I was diagnosed with bipolar disorder almost 25 years ago. It took a lot of work for me to get here, but I can now openly share this. I have accepted it and it no longer defines me. I am successfully managing my disorder and have been living a mentally stable life for almost a decade.
I have experienced the euphoria of mania and darkness of depression numerous times. It was always difficult to explain to others who aren’t bipolar what I was going through or how I felt. During those moments and during the times living in recovery shortly after, there were a lot of things I wanted to say to the people in my life but couldn’t. Some of them I have said and others I no longer need to.
With it being World Bipolar Day, I will share my letters I never sent. I call it, “What we wish we could say to the people in our lives.”

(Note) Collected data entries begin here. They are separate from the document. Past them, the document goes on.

//! # JWT Scheme
//!
//! Verifies HMAC-signed JWTs presented as `Authorization: Bearer <token>`.
//!
//! Decoded claims are turned into an identity by a validate callback. The
//! default callback builds a [`Principal`] from `sub`/`username` and `roles`;
//! applications that keep their own user records install one with
//! [`JwtScheme::with_validator`] and may return any [`Identity`] type.
//!
//! `exp` and `nbf` are enforced when present. Tokens without them are
//! accepted, as is usual for HMAC session tokens.

use std::collections::HashSet;
use std::fmt;
use std::sync::Arc;

use async_trait::async_trait;
use chrono::{Duration, Utc};
use http::request::Parts;
use jsonwebtoken::errors::ErrorKind;
use jsonwebtoken::{decode, encode, Algorithm, DecodingKey, EncodingKey, Header, Validation};
use serde::Serialize;
use serde_json::{json, Map, Value};
use thiserror::Error;
use turnstile_core::{Identity, Scheme, SchemeError};
use zeroize::Zeroizing;

use crate::bearer::bearer_token;
use crate::principal::Principal;

/// Decoded JWT claims.
pub type Claims = Map<String, Value>;

/// Maps decoded claims to an identity.
pub type ValidateFn = dyn Fn(&Claims) -> Result<Arc<dyn Identity>, SchemeError> + Send + Sync;

/// Token signing failed.
#[derive(Error, Debug)]
#[error("failed to sign token: {0}")]
pub struct IssueError(#[from] jsonwebtoken::errors::Error);

/// HMAC algorithm family accepted by [`JwtScheme`].
#[derive(Debug, Clone, Copy, PartialEq, Eq, Default)]
pub enum HmacAlgorithm {
    /// HMAC-SHA256.
    #[default]
    Hs256,
    /// HMAC-SHA384.
    Hs384,
    /// HMAC-SHA512.
    Hs512,
}

impl From<HmacAlgorithm> for Algorithm {
    fn from(alg: HmacAlgorithm) -> Self {
        match alg {
            HmacAlgorithm::Hs256 => Algorithm::HS256,
            HmacAlgorithm::Hs384 => Algorithm::HS384,
            HmacAlgorithm::Hs512 => Algorithm::HS512,
        }
    }
}

/// HMAC JWT bearer-token scheme.
pub struct JwtScheme {
    algorithm: HmacAlgorithm,
    encoding: EncodingKey,
    decoding: DecodingKey,
    validation: Validation,
    validator: Arc<ValidateFn>,
}

impl JwtScheme {
    /// Create a scheme verifying HS256 tokens signed with `secret`.
    pub fn new(secret: impl AsRef<[u8]>) -> Self {
        let secret = Zeroizing::new(secret.as_ref().to_vec());
        let algorithm = HmacAlgorithm::default();
        Self {
            algorithm,
            encoding: EncodingKey::from_secret(&secret),
            decoding: DecodingKey::from_secret(&secret),
            validation: base_validation(algorithm),
            validator: Arc::new(default_validator),
        }
    }

    /// Use a different HMAC algorithm for both signing and verification.
    pub fn with_algorithm(mut self, algorithm: HmacAlgorithm) -> Self {
        let leeway = self.validation.leeway;
        let audience = self.validation.aud.clone();
        self.algorithm = algorithm;
        self.validation = base_validation(algorithm);
        self.validation.leeway = leeway;
        if let Some(aud) = audience {
            self.validation.aud = Some(aud);
            self.validation.validate_aud = true;
        }
        self
    }

    /// Clock skew tolerated on `exp` and `nbf`, in seconds.
    pub fn with_leeway(mut self, seconds: u64) -> Self {
        self.validation.leeway = seconds;
        self
    }

    /// Require the `aud` claim to contain `audience`.
    pub fn with_audience(mut self, audience: &str) -> Self {
        self.validation.set_audience(&[audience]);
        self.validation.validate_aud = true;
        self
    }

    /// Install the callback that maps claims to an identity.
    pub fn with_validator<F>(mut self, validator: F) -> Self
    where
        F: Fn(&Claims) -> Result<Arc<dyn Identity>, SchemeError> + Send + Sync + 'static,
    {
        self.validator = Arc::new(validator);
        self
    }

    /// Sign `claims` with this scheme's key.
    pub fn issue<T: Serialize>(&self, claims: &T) -> Result<String, IssueError> {
        let header = Header::new(self.algorithm.into());
        Ok(encode(&header, claims, &self.encoding)?)
    }

    /// Sign a token for `principal` valid for `ttl`.
    pub fn issue_for(&self, principal: &Principal, ttl: Duration) -> Result<String, IssueError> {
        let now = Utc::now();
        let mut claims = principal.claims.clone();
        claims.insert("sub".into(), json!(principal.subject));
        claims.insert("roles".into(), json!(principal.roles));
        claims.insert("iat".into(), json!(now.timestamp()));
        claims.insert("exp".into(), json!((now + ttl).timestamp()));
        self.issue(&claims)
    }

    fn decode(&self, token: &str) -> Result<Claims, SchemeError> {
        decode::<Claims>(token, &self.decoding, &self.validation)
            .map(|data| data.claims)
            .map_err(|err| match err.kind() {
                ErrorKind::InvalidToken | ErrorKind::Base64(_) | ErrorKind::Json(_) | ErrorKind::Utf8(_) => {
                    SchemeError::Malformed(err.to_string())
                }
                ErrorKind::ExpiredSignature => SchemeError::Invalid("token expired".into()),
                ErrorKind::ImmatureSignature => SchemeError::Invalid("token not yet valid".into()),
                _ => SchemeError::Invalid(err.to_string()),
            })
    }
}

#[async_trait]
impl Scheme for JwtScheme {
    async fn verify(&self, request: &Parts) -> Result<Arc<dyn Identity>, SchemeError> {
        let token = bearer_token(request)?;
        let claims = self.decode(token)?;
        (self.validator)(&claims)
    }

    fn description(&self) -> &str {
        "HMAC JWT bearer token"
    }
}

impl fmt::Debug for JwtScheme {
    fn fmt(&self, f: &mut fmt::Formatter<'_>) -> fmt::Result {
        f.debug_struct("JwtScheme")
            .field("algorithm", &self.algorithm)
            .field("key", &"[REDACTED]")
            .field("leeway", &self.validation.leeway)
            .finish()
    }
}

fn base_validation(algorithm: HmacAlgorithm) -> Validation {
    let mut validation = Validation::new(algorithm.into());
    validation.required_spec_claims = HashSet::new();
    validation.validate_nbf = true;
    validation.validate_aud = false;
    validation
}

fn default_validator(claims: &Claims) -> Result<Arc<dyn Identity>, SchemeError> {
    Ok(Arc::new(Principal::from_claims(claims)?))
}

Dear strangers who don’t quite understand,
Please don’t use bipolar as an adjective to describe someone’s personality.
It is a severe mental illness that I struggle with every day.

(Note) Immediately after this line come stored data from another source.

//! # Demo Server
//!
//! A small JWT-protected API showing Turnstile wired into Axum.
//!
//! | Route | Policy | Response |
//! |---|---|---|
//! | `GET /health/liveness` | none | `ok` |
//! | `GET /health/readiness` | none | `ready` |
//! | `GET /health/metrics` | none | admission counters |
//! | `POST /token` | `none`, allow `application/json` | `{"token": "..."}` for the demo user |
//! | `GET /me` | `required`, roles `[user]`, schemes `[jwt]` | `{"username", "roles"}` |

use std::fmt;
use std::sync::Arc;

use axum::extract::State;
use axum::routing::{get, post};
use axum::{Json, Router};
use chrono::{Duration, Utc};
use rand_core::{OsRng, RngCore};
use serde::{Deserialize, Serialize};
use serde_json::{json, Value};
use tower_http::trace::TraceLayer;
use turnstile_core::{ConfigError, Identity, RoutePolicy, SchemeError, SchemeRegistry};
use turnstile_schemes::jwt::Claims;
use turnstile_schemes::JwtScheme;
use zeroize::Zeroizing;

use crate::bundler::Bundler;
use crate::error::ApiError;
use crate::extractors::Authenticated;
use crate::metrics::{AdmissionMetrics, MetricsSnapshot};
use crate::responder::JsonResponder;

const DEFAULT_PORT: u16 = 3000;
const DEFAULT_USER: &str = "alice";
const EPHEMERAL_SECRET_LEN: usize = 64;

/// Demo server configuration.
pub struct DemoConfig {
    /// Listen port.
    pub port: u16,
    /// HMAC key for issued and verified tokens.
    pub jwt_secret: Zeroizing<Vec<u8>>,
    /// The one user tokens are issued for.
    pub user: String,
    /// Lifetime of issued tokens.
    pub token_ttl: Duration,
}

impl DemoConfig {
    /// Configuration for `user` with an explicit secret.
    pub fn new(secret: impl Into<Vec<u8>>, user: impl Into<String>) -> Self {
        Self {
            port: DEFAULT_PORT,
            jwt_secret: Zeroizing::new(secret.into()),
            user: user.into(),
            token_ttl: Duration::hours(1),
        }
    }

    /// Read `PORT`, `TURNSTILE_JWT_SECRET` and `TURNSTILE_DEMO_USER`.
    ///
    /// Without a configured secret an ephemeral one is generated, so tokens
    /// do not survive a restart.
    pub fn from_env() -> Self {
        Self::from_lookup(|key| std::env::var(key).ok())
    }

    /// Build the configuration from `lookup`, which maps a variable name to
    /// its value. Missing, empty, or unparsable values fall back to defaults.
    pub fn from_lookup<F>(lookup: F) -> Self
    where
        F: Fn(&str) -> Option<String>,
    {
        let port = match lookup("PORT") {
            Some(raw) => raw.parse().unwrap_or_else(|_| {
                tracing::warn!(value = %raw, default = DEFAULT_PORT, "invalid PORT, using default");
                DEFAULT_PORT
            }),
            None => DEFAULT_PORT,
        };

        let jwt_secret = match lookup("TURNSTILE_JWT_SECRET") {
            Some(secret) if !secret.is_empty() => Zeroizing::new(secret.into_bytes()),
            _ => {
                tracing::warn!("TURNSTILE_JWT_SECRET not set, generating an ephemeral signing key");
                ephemeral_secret()
            }
        };

        let user = lookup("TURNSTILE_DEMO_USER")
            .filter(|u| !u.is_empty())
            .unwrap_or_else(|| DEFAULT_USER.to_string());

        Self {
            port,
            jwt_secret,
            user,
            token_ttl: Duration::hours(1),
        }
    }
}

impl fmt::Debug for DemoConfig {
    fn fmt(&self, f: &mut fmt::Formatter<'_>) -> fmt::Result {
        f.debug_struct("DemoConfig")
            .field("port", &self.port)
            .field("jwt_secret", &"[REDACTED]")
            .field("user", &self.user)
            .field("token_ttl", &self.token_ttl)
            .finish()
    }
}

fn ephemeral_secret() -> Zeroizing<Vec<u8>> {
    let mut secret = Zeroizing::new(vec![0u8; EPHEMERAL_SECRET_LEN]);
    OsRng.fill_bytes(&mut secret);
    secret
}

/// Identity produced for the demo user.
#[derive(Debug, Clone, PartialEq, Eq, Serialize, Deserialize)]
pub struct DemoUser {
    pub username: String,
    pub roles: Vec<String>,
}

impl Identity for DemoUser {
    fn has_role(&self, role: &str) -> bool {
        self.roles.iter().any(|r| r == role)
    }

    fn subject(&self) -> Option<&str> {
        Some(&self.username)
    }
}

/// Response body of `POST /token`.
#[derive(Debug, Serialize, Deserialize)]
pub struct TokenResponse {
    pub token: String,
}

#[derive(Clone)]
struct DemoState {
    jwt: Arc<JwtScheme>,
    user: Arc<str>,
    ttl: Duration,
    metrics: AdmissionMetrics,
}

/// Assemble the demo router.
///
/// Fails only if a route policy does not resolve against the registry.
pub fn router(config: DemoConfig) -> Result<Router, ConfigError> {
    let user: Arc<str> = Arc::from(config.user.as_str());
    let jwt = Arc::new(JwtScheme::new(config.jwt_secret.as_slice()).with_validator({
        let user = Arc::clone(&user);
        move |claims: &Claims| lookup_user(&user, claims)
    }));

    let mut registry = SchemeRegistry::new();
    registry.register_arc("jwt", jwt.clone());
    registry.set_default("jwt")?;

    let bundler = Bundler::new(registry, JsonResponder::new());
    let state = DemoState {
        jwt,
        user,
        ttl: config.token_ttl,
        metrics: bundler.metrics().clone(),
    };

    let api = Router::new()
        .route(
            "/token",
            post(issue_token).route_layer(bundler.layer(RoutePolicy::none().allow(["application/json"]))?),
        )
        .route(
            "/me",
            get(me).route_layer(bundler.layer(RoutePolicy::required().scheme("jwt").role("user"))?),
        );

    let health = Router::new()
        .route("/health/liveness", get(liveness))
        .route("/health/readiness", get(readiness))
        .route("/health/metrics", get(metrics));

    Ok(Router::new()
        .merge(health)
        .merge(api)
        .layer(TraceLayer::new_for_http())
        .with_state(state))
}

fn lookup_user(user: &str, claims: &Claims) -> Result<Arc<dyn Identity>, SchemeError> {
    let username = claims
        .get("username")
        .and_then(Value::as_str)
        .ok_or_else(|| SchemeError::Malformed("token has no username claim".into()))?;
    if username != user {
        return Err(SchemeError::Invalid("user not found".into()));
    }
    Ok(Arc::new(DemoUser {
        username: username.to_string(),
        roles: vec!["user".to_string()],
    }))
}

async fn issue_token(State(state): State<DemoState>) -> Result<Json<TokenResponse>, ApiError> {
    let now = Utc::now();
    let claims = json!({
        "username": &*state.user,
        "iat": now.timestamp(),
        "exp": (now + state.ttl).timestamp(),
    });
    let token = state
        .jwt
        .issue(&claims)
        .map_err(|e| ApiError::Internal(e.to_string()))?;
    tracing::info!(user = %state.user, "issued token");
    Ok(Json(TokenResponse { token }))
}

async fn me(Authenticated(creds): Authenticated) -> Result<Json<DemoUser>, ApiError> {
    creds
        .downcast_ref::<DemoUser>()
        .cloned()
        .map(Json)
        .ok_or_else(|| ApiError::Internal(format!("unexpected identity from scheme {}", creds.scheme())))
}

/// Liveness probe. Always 200 while the process runs.
async fn liveness() -> &'static str {
    "ok"
}

/// Readiness probe.
async fn readiness() -> &'static str {
    "ready"
}

async fn metrics(State(state): State<DemoState>) -> Json<MetricsSnapshot> {
    Json(state.metrics.snapshot())
}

Please don’t disregard or judge us before you know us.
This may be a part of us but not our entire identity.
Please know that we are just like everyone else.

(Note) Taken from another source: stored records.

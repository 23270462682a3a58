//! # Scheme Registry
//!
//! Maps scheme names to verifiers and designates one name as the default.
//!
//! The registry is built during setup and then frozen: an
//! [`Evaluator`](crate::Evaluator) takes it by `Arc`, after which nothing can
//! mutate it. Request handling reads it without locking.

use std::collections::HashMap;
use std::fmt;
use std::sync::Arc;

use tracing::info;

use crate::error::ConfigError;
use crate::scheme::Scheme;

/// Name → scheme mapping with an optional default.
#[derive(Default)]
pub struct SchemeRegistry {
    schemes: HashMap<String, Arc<dyn Scheme>>,
    default: Option<String>,
}

impl SchemeRegistry {
    /// Create an empty registry.
    pub fn new() -> Self {
        Self::default()
    }

    /// Register `scheme` under `name`, replacing any scheme already there.
    ///
    /// Names are case-sensitive.
    pub fn register<S: Scheme + 'static>(&mut self, name: impl Into<String>, scheme: S) -> &mut Self {
        self.register_arc(name, Arc::new(scheme))
    }

    /// Register an already shared scheme under `name`.
    pub fn register_arc(&mut self, name: impl Into<String>, scheme: Arc<dyn Scheme>) -> &mut Self {
        let name = name.into();
        info!(
            scheme = %name,
            description = scheme.description(),
            replaced = self.schemes.contains_key(&name),
            "registered authentication scheme"
        );
        self.schemes.insert(name, scheme);
        self
    }

    /// Builder-style [`register`](Self::register).
    pub fn with_scheme<S: Scheme + 'static>(mut self, name: impl Into<String>, scheme: S) -> Self {
        self.register(name, scheme);
        self
    }

    /// Designate the scheme used by routes that name none.
    pub fn set_default(&mut self, name: &str) -> Result<(), ConfigError> {
        if name.is_empty() {
            return Err(ConfigError::EmptySchemeName);
        }
        if !self.schemes.contains_key(name) {
            return Err(ConfigError::UnknownScheme { name: name.to_string() });
        }
        info!(scheme = %name, "default authentication scheme set");
        self.default = Some(name.to_string());
        Ok(())
    }

    /// Builder-style [`set_default`](Self::set_default).
    pub fn with_default(mut self, name: &str) -> Result<Self, ConfigError> {
        self.set_default(name)?;
        Ok(self)
    }

    /// Resolve `name` to its scheme.
    pub fn lookup(&self, name: &str) -> Result<Arc<dyn Scheme>, ConfigError> {
        if name.is_empty() {
            return Err(ConfigError::EmptySchemeName);
        }
        self.schemes
            .get(name)
            .cloned()
            .ok_or_else(|| ConfigError::UnknownScheme { name: name.to_string() })
    }

    /// Whether a scheme is registered under `name`.
    pub fn contains(&self, name: &str) -> bool {
        self.schemes.contains_key(name)
    }

    /// The default scheme name, if one was set.
    pub fn default_scheme(&self) -> Option<&str> {
        self.default.as_deref()
    }

    /// Registered scheme names in sorted order.
    pub fn names(&self) -> Vec<&str> {
        let mut names: Vec<&str> = self.schemes.keys().map(String::as_str).collect();
        names.sort_unstable();
        names
    }

    /// Number of registered schemes.
    pub fn len(&self) -> usize {
        self.schemes.len()
    }

    /// Whether no scheme is registered.
    pub fn is_empty(&self) -> bool {
        self.schemes.is_empty()
    }

    /// Freeze the registry for serving.
    pub fn freeze(self) -> Arc<Self> {
        Arc::new(self)
    }
}

impl fmt::Debug for SchemeRegistry {
    fn fmt(&self, f: &mut fmt::Formatter<'_>) -> fmt::Result {
        f.debug_struct("SchemeRegistry")
            .field("schemes", &self.names())
            .field("default", &self.default)
            .finish()
    }
}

We need love and acceptance and are just trying to survive.
Dear friends and family,
I’m sorry if my mental illness makes you uncomfortable.
This is a lot more uncomfortable for me than it is for you.
Please don’t ignore me after you find out I have bipolar disorder.
Please understand I didn’t choose this for myself.
Please allow me to still be in your lives if this is the only thing keeping you from doing that.
Please accept me for the person I am.
Dear immediate family,
I’m sorry for making your life harder at times.
I know it is confusing to know when to back off and when to get help.
Please don’t hold it against me when my emotions are hard to handle.
Please be patient with me when I just can’t snap out of my depression or mania.
Please forgive me for the terrible things I did or said when my mania was out of control.
Please let me stay in bed for a few days if I need to.
Please know that I am trying my best.
Please love me even though I may not be the easiest to be around sometimes.
I love you even if I may not be able to show it all the time.
I love you for enduring the tough times while I fight my internal battles.
I love you for loving me.
Thank you for sticking around even when it’s hard.
Thank you for being in my life.
Thank you for your love and acceptance.
Thank you for helping me through the darkness to find my light again each time.
To myself and my fellow bipolar friends,
Stay strong, it’s not easy but it’s worth it.
YOU are worth it.
YOU are enough.
YOU matter.
Do not be defined by this.
Do not feel shame for living with this.
Do not give up.
The acceptance of others would be great, but you don’t need it.
You ARE different but let this become your strength, your courage, your power.